Copy the material below exactly, but only from the line with "pub fn warn_expired_token(expires_at: OffsetDateTime)" onward, the final line included.

···

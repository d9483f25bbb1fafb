// self
use crate::{_prelude::*, obs::RequestKind};

/// A span builder used around outbound requests.
#[derive(Clone, Debug)]
pub struct RequestSpan {
	#[cfg(feature = "tracing")]
	span: tracing::Span,
}
impl RequestSpan {
	/// Creates a new span tagged with the provided request kind + stage.
	pub fn new(kind: RequestKind, stage: &'static str) -> Self {
		#[cfg(feature = "tracing")]
		{
			let span =
				tracing::info_span!("spring_config_client.request", kind = kind.as_str(), stage);

			Self { span }
		}
		#[cfg(not(feature = "tracing"))]
		{
			let _ = (kind, stage);

			Self {}
		}
	}

	/// Enters the span for the duration of the returned guard.
	pub fn entered(self) -> RequestSpanGuard {
		#[cfg(feature = "tracing")]
		{
			RequestSpanGuard { guard: self.span.entered() }
		}
		#[cfg(not(feature = "tracing"))]
		{
			let _ = self;

			RequestSpanGuard {}
		}
	}
}

/// RAII guard returned by [`RequestSpan::entered`].
pub struct RequestSpanGuard {
	#[cfg(feature = "tracing")]
	#[allow(dead_code)]
	guard: tracing::span::EnteredSpan,
}
impl Debug for RequestSpanGuard {
	fn fmt(&self, f: &mut Formatter) -> FmtResult {
		f.write_str("RequestSpanGuard(..)")
	}
}

/// Emits a warning for a failed request (when tracing is enabled).
pub fn log_request_failure(kind: RequestKind, url: &str, error: &dyn StdError) {
	#[cfg(feature = "tracing")]
	{
		tracing::warn!(kind = kind.as_str(), url, error = %error, "Config server request failed.");
	}
	#[cfg(not(feature = "tracing"))]
	{
		let _ = (kind, url, error);
	}
}

/// Emits an error event for a fatal configuration failure (when tracing is enabled).
pub fn log_fatal(error: &dyn StdError) {
	#[cfg(feature = "tracing")]
	{
		tracing::error!(error = %error, "Configuration is unavailable; terminating.");
	}
	#[cfg(not(feature = "tracing"))]
	{
		let _ = error;
	}
}

/// Emits a warning when a request is about to carry an expired bearer token.
pub fn warn_expired_token(expires_at: OffsetDateTime) {
	#[cfg(feature = "tracing")]
	{
		tracing::warn!(%expires_at, "Bearer token has expired; call `reauthenticate` to renew it.");
	}
	#[cfg(not(feature = "tracing"))]
	{
		let _ = expires_at;
	}
}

···

**Result of the exercise:**
pub fn warn_expired_token(expires_at: OffsetDateTime) {
	#[cfg(feature = "tracing")]
	{
		tracing::warn!(%expires_at, "Bearer token has expired; call `reauthenticate` to renew it.");
	}
	#[cfg(not(feature = "tracing"))]
	{
		let _ = expires_at;
	}
}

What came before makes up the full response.